What to do:
In the listing below, look for "models" and copy every line that has it.

Input data:
======

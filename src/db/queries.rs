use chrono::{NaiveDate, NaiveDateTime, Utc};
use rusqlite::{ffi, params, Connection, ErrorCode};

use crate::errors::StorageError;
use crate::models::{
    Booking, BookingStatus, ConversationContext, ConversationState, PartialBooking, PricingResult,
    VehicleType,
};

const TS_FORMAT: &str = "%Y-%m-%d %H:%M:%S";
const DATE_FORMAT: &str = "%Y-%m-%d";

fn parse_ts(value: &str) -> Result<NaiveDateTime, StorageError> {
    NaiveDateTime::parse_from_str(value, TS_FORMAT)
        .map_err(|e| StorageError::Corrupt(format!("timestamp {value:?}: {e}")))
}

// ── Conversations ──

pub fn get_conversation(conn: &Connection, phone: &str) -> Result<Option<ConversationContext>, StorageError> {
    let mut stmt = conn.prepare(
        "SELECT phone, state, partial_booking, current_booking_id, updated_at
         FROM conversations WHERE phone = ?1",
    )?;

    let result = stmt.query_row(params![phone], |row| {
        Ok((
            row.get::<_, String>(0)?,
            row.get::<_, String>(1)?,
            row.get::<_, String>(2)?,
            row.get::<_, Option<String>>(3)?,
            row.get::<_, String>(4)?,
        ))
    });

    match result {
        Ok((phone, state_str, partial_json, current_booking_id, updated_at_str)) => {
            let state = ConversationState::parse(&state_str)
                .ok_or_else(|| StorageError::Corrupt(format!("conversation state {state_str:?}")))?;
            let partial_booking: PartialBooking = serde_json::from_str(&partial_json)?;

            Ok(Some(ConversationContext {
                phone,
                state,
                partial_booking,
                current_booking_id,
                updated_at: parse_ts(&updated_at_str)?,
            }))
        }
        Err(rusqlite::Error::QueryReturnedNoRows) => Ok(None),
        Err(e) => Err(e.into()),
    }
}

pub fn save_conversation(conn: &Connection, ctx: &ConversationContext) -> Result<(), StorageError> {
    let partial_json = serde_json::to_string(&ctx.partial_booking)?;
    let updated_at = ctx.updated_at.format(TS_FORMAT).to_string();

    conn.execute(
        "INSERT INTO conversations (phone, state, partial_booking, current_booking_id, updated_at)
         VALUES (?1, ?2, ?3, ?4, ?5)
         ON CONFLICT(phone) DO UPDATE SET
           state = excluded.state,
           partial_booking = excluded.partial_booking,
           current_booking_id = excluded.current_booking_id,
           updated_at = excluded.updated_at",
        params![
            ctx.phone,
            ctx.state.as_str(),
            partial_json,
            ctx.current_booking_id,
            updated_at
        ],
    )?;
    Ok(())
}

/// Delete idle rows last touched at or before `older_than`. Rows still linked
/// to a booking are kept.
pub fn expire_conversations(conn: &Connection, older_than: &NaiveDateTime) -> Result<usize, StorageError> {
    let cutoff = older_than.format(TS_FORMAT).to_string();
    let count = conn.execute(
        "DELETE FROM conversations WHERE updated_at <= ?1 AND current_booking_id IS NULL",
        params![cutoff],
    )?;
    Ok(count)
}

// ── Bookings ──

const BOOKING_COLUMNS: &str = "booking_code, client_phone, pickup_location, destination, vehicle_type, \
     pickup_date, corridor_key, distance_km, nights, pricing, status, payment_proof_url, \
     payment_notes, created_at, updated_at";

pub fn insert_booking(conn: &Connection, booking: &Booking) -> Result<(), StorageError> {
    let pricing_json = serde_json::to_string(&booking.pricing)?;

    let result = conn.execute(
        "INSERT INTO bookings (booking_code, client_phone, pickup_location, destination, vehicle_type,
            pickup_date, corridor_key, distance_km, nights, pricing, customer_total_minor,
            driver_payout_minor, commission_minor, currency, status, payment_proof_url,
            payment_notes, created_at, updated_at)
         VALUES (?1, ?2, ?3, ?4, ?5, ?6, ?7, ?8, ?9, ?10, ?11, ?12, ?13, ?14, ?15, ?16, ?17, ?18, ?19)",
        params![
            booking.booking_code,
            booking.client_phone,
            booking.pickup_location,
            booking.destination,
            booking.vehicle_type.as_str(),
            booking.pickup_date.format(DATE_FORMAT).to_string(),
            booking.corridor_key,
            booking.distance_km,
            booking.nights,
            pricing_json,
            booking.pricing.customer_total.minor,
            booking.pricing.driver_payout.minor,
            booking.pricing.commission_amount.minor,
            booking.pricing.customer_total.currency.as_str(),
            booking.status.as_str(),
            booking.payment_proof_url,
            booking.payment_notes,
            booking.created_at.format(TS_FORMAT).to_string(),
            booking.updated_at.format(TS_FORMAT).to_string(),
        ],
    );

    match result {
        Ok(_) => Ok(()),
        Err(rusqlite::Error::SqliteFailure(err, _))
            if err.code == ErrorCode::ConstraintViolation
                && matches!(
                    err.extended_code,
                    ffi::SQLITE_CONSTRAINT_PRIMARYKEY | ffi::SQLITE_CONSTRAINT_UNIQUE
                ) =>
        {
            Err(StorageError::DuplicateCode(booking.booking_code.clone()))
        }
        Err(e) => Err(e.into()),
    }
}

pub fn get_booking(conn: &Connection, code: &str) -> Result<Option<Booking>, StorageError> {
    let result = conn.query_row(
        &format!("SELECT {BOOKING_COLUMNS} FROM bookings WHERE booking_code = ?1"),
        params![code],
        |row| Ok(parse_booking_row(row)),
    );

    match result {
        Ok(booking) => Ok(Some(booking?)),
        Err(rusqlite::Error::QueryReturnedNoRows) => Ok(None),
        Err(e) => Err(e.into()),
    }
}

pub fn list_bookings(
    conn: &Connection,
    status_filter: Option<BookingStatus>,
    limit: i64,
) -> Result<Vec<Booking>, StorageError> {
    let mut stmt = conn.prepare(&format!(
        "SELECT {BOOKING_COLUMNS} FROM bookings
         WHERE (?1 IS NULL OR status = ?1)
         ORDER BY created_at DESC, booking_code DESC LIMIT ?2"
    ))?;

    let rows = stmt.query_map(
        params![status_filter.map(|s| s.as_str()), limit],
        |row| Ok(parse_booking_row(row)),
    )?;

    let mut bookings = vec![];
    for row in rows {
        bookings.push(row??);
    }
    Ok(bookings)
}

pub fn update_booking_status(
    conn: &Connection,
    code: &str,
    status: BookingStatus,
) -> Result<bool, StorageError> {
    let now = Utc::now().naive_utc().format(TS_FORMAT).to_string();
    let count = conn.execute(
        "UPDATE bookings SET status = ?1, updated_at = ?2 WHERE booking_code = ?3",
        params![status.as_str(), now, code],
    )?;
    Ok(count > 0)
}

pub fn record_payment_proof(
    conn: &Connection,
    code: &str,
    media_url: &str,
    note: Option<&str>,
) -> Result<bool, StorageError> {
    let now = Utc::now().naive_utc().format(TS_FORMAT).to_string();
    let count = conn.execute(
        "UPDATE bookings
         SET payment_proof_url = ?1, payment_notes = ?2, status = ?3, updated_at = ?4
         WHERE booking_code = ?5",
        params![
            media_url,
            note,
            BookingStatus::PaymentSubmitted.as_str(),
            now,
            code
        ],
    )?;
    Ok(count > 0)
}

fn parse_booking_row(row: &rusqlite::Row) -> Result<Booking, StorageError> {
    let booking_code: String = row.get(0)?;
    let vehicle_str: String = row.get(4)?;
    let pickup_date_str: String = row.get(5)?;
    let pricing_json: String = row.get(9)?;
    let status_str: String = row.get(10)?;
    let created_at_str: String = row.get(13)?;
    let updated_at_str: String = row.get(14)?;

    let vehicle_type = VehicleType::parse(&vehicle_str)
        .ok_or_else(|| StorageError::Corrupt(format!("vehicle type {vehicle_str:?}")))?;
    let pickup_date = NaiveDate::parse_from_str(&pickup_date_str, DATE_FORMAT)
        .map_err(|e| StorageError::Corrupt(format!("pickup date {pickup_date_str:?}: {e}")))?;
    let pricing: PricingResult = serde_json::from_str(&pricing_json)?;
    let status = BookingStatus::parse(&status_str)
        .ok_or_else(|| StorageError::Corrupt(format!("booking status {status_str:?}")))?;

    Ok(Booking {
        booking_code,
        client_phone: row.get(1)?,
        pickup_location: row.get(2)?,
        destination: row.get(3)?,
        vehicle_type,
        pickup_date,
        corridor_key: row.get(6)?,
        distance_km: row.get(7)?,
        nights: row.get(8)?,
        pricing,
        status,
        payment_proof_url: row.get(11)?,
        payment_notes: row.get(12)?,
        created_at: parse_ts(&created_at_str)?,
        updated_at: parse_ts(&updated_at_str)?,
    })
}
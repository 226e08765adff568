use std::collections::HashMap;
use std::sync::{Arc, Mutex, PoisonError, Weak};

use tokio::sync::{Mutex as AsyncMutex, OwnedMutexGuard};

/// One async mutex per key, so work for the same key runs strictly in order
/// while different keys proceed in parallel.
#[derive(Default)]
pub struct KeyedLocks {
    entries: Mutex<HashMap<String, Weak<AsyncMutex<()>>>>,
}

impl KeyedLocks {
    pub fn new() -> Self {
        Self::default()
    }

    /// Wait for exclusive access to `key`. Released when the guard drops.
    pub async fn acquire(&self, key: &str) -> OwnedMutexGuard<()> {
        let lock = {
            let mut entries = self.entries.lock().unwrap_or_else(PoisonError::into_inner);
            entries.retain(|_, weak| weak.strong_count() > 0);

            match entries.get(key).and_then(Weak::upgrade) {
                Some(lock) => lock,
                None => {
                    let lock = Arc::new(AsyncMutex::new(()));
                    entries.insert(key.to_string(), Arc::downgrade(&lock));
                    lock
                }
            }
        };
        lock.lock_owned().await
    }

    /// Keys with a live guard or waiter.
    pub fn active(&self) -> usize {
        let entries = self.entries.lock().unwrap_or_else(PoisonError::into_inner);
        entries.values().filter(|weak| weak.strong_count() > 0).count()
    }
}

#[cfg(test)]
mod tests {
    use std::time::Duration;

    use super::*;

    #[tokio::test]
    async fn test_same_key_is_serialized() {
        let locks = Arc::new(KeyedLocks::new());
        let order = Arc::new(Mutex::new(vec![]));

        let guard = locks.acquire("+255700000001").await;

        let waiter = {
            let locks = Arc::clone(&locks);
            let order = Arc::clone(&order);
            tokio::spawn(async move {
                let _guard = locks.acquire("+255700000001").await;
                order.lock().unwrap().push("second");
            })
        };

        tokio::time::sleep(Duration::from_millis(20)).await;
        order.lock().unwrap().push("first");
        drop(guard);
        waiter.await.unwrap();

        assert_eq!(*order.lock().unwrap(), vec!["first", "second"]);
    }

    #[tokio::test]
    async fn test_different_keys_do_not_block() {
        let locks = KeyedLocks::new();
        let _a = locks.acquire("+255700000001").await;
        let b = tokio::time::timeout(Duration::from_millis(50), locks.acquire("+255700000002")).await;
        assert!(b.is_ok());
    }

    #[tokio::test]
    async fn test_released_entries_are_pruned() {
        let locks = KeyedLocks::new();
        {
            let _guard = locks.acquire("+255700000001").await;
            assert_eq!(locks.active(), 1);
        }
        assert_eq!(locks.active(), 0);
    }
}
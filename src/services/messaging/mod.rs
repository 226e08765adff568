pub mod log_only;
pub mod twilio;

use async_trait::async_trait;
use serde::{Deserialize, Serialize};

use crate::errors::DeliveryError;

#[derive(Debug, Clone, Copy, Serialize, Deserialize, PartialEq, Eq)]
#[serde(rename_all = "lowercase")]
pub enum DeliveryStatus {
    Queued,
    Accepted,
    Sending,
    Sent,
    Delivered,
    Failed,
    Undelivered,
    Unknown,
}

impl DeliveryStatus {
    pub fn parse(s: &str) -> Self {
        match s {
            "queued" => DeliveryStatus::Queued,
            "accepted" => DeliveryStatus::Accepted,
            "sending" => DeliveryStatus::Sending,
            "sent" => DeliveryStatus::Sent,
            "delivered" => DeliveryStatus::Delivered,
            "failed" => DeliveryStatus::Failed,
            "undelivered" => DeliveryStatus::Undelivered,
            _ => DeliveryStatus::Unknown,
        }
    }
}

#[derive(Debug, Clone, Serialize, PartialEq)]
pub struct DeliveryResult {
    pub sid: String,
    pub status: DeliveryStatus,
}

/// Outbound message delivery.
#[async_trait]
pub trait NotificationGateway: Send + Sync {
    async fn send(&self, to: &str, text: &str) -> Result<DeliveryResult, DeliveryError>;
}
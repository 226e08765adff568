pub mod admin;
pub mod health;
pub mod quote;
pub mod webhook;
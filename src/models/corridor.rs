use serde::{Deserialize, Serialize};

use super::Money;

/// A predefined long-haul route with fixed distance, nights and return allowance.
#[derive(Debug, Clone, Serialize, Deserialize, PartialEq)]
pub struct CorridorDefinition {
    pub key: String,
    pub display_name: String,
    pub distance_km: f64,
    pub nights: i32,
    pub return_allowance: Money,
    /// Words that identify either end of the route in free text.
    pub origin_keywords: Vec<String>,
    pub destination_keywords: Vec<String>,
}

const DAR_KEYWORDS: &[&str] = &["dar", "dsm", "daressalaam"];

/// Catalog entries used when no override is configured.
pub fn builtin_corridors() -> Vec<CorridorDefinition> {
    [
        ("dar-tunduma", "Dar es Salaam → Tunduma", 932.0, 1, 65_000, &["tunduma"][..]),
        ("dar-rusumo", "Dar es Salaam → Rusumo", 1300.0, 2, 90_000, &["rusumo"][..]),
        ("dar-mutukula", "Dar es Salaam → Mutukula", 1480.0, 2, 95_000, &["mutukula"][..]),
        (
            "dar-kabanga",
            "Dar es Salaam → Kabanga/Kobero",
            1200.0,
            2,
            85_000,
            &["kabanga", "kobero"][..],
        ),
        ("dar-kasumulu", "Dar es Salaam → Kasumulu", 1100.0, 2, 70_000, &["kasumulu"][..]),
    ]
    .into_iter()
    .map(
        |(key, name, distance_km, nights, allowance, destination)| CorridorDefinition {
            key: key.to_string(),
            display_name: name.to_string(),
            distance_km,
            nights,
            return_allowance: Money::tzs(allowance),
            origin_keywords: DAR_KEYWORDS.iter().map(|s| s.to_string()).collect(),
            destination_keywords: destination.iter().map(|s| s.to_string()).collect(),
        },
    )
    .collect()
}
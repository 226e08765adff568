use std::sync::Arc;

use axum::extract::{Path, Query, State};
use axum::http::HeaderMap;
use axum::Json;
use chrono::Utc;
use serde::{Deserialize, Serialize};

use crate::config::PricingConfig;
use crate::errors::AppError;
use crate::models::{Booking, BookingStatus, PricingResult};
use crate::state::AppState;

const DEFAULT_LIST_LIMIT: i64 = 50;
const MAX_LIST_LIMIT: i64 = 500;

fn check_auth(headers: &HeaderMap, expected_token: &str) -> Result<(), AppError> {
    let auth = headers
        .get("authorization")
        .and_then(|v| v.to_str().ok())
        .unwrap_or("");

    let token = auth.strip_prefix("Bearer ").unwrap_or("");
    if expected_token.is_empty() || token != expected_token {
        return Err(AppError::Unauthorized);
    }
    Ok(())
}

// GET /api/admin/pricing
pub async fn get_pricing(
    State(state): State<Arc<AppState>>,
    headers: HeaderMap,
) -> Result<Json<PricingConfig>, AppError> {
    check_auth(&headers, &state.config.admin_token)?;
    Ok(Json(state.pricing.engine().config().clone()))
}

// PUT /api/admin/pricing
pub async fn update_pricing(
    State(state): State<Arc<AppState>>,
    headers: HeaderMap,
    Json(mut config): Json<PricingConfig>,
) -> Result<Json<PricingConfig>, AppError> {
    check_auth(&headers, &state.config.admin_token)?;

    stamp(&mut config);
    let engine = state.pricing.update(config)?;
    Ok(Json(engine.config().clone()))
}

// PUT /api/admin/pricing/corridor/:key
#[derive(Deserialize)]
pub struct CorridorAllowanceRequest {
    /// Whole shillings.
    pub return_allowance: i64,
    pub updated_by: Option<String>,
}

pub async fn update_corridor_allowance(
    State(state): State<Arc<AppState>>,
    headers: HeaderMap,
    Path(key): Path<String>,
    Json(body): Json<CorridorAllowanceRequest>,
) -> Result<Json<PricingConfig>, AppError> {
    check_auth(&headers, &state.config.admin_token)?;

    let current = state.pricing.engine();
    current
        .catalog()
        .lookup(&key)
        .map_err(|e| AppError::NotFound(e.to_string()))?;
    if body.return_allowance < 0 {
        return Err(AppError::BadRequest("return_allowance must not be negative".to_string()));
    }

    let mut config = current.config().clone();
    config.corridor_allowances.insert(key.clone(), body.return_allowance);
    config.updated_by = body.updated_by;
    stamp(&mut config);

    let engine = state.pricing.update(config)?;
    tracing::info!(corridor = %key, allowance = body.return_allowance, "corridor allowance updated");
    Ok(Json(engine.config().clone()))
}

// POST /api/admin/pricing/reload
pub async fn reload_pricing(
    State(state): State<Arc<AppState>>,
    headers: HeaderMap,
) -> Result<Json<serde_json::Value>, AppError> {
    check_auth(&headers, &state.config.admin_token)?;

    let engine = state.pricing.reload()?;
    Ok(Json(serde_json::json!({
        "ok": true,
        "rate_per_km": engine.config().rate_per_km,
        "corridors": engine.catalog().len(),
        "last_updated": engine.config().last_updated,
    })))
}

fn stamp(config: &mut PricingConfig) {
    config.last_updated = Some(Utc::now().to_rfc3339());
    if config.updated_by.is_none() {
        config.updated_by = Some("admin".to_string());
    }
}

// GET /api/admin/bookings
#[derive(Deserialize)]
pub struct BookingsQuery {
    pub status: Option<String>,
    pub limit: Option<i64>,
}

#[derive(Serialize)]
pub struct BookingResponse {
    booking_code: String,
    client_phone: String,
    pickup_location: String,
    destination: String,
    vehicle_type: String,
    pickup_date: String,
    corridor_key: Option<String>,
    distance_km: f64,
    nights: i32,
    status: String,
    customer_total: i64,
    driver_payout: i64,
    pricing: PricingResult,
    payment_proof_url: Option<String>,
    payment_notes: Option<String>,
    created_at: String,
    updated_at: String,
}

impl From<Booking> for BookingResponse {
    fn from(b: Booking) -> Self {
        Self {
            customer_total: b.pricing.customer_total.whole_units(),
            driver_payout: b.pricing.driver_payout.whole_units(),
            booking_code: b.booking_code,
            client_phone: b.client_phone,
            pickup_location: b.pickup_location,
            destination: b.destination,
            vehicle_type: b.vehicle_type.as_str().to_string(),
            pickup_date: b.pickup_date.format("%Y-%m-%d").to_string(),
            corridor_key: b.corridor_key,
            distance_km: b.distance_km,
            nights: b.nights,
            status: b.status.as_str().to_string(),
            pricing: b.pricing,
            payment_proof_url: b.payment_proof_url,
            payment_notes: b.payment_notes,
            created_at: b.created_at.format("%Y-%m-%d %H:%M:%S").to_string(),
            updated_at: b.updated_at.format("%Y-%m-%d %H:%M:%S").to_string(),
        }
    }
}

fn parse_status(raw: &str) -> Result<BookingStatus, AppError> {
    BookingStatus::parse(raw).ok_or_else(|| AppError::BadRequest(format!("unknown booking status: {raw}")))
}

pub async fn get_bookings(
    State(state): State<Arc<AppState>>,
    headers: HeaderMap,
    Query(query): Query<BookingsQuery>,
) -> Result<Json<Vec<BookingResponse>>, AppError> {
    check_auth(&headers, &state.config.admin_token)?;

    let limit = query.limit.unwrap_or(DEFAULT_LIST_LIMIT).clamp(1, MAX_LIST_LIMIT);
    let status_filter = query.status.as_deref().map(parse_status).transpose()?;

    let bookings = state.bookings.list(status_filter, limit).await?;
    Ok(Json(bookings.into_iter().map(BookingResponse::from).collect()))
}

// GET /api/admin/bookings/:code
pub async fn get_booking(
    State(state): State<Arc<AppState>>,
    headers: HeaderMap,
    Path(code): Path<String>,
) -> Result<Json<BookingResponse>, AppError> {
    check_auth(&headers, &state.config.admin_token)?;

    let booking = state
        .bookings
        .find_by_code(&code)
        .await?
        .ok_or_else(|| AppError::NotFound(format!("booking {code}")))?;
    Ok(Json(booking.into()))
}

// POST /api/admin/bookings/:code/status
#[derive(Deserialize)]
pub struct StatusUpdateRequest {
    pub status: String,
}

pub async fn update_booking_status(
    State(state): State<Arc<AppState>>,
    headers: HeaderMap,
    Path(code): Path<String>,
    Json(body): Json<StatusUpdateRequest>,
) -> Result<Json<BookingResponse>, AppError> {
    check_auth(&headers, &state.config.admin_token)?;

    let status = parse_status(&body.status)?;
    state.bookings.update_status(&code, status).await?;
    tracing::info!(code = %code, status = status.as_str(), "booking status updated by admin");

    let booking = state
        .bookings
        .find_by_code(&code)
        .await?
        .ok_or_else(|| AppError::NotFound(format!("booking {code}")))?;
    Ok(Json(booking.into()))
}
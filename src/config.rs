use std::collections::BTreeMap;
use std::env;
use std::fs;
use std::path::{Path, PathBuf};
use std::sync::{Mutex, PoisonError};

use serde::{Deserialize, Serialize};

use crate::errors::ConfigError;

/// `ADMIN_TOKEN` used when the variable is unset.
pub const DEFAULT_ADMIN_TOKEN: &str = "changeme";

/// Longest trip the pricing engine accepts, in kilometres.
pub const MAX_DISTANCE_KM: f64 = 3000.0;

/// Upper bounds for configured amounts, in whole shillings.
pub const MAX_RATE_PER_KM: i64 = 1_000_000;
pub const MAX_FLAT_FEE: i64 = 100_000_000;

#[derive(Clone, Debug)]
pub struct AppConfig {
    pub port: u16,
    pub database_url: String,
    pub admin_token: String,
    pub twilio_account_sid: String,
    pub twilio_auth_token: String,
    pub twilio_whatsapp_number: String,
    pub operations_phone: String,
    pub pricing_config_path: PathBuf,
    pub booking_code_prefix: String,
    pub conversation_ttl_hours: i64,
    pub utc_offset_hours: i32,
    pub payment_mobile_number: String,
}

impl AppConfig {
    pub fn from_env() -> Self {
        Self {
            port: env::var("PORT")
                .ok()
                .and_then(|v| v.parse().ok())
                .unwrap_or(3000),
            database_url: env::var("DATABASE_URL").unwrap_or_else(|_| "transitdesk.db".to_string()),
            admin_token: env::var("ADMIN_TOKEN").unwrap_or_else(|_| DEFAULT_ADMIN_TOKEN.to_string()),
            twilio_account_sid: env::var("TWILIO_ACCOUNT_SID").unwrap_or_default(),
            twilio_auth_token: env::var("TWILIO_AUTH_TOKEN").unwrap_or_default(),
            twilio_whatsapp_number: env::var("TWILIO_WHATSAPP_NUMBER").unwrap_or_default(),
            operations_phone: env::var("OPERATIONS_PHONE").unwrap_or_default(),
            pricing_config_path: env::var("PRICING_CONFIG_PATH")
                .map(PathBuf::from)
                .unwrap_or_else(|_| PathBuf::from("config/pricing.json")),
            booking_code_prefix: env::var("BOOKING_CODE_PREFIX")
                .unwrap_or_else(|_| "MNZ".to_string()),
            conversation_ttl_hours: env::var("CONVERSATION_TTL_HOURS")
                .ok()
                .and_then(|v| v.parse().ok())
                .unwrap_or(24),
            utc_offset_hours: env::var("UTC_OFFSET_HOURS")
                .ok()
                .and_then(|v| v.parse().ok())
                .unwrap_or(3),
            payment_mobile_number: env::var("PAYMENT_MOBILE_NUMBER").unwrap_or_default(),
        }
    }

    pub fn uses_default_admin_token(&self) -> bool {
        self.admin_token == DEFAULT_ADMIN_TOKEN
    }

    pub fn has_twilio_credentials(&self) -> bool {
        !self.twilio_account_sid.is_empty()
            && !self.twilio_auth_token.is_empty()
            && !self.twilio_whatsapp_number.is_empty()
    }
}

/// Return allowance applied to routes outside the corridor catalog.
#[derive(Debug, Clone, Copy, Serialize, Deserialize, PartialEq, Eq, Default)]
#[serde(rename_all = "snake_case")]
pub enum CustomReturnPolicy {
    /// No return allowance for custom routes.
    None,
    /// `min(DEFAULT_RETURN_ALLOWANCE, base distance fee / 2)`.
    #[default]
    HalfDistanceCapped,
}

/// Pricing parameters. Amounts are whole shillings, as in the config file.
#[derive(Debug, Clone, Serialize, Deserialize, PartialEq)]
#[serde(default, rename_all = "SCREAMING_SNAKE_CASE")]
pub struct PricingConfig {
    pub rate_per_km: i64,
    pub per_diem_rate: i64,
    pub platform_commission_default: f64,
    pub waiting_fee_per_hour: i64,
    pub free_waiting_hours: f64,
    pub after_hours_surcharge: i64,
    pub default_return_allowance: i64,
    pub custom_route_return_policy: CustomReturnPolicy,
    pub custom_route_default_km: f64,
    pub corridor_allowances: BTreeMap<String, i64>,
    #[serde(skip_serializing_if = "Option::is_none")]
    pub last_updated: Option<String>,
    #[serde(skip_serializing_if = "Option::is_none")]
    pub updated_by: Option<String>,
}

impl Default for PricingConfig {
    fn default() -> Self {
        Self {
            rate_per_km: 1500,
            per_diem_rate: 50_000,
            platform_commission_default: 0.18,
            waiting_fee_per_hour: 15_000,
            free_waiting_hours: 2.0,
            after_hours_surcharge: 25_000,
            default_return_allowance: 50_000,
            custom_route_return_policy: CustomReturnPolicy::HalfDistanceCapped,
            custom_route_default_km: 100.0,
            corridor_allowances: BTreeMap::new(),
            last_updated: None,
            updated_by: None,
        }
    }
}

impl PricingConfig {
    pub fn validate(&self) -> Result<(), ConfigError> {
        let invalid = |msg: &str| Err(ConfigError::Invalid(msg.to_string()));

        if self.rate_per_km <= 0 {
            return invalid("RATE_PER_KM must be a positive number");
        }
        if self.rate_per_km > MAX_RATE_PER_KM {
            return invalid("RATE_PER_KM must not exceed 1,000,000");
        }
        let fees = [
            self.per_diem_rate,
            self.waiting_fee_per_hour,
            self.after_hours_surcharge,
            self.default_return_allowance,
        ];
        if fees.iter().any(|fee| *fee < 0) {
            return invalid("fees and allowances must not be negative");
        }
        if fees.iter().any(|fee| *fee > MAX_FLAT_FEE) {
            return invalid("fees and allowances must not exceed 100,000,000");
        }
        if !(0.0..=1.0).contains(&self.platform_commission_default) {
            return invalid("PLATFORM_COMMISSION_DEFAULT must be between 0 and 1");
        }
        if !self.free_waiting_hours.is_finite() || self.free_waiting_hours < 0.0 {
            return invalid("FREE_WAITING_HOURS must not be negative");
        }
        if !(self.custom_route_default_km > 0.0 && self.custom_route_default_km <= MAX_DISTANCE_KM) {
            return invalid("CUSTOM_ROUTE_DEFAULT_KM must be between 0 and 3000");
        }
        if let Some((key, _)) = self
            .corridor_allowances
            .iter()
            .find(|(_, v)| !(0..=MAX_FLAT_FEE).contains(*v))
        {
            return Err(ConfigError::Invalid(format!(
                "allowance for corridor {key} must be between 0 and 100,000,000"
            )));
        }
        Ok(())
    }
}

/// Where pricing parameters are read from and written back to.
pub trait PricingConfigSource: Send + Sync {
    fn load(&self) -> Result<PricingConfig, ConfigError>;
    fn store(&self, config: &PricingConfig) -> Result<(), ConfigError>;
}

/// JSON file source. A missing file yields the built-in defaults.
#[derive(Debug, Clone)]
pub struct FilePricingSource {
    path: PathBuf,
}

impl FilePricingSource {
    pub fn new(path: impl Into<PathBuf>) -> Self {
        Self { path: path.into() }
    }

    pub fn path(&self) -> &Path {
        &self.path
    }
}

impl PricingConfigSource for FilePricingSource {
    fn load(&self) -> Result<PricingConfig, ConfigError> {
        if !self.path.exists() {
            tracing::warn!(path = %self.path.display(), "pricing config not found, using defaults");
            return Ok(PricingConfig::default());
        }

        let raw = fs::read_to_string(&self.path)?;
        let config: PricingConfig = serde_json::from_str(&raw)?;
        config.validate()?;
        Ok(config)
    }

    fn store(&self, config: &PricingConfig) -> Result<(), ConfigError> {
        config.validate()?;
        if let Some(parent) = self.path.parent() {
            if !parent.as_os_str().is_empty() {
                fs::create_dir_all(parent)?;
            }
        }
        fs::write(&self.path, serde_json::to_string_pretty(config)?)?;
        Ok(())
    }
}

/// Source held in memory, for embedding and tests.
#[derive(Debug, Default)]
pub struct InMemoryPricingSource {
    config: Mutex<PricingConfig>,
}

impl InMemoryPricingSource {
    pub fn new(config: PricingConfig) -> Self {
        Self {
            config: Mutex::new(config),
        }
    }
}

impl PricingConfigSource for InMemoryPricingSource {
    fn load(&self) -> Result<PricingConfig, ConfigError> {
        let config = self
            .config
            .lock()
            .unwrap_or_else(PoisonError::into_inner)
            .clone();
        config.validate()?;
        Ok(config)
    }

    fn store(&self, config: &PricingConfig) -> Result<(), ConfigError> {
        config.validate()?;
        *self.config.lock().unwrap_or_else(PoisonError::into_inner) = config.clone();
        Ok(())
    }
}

======

Exercise answer:
use crate::models::{
filename src/models/corridor.rs
use crate::models::{Booking, BookingStatus, PricingResult};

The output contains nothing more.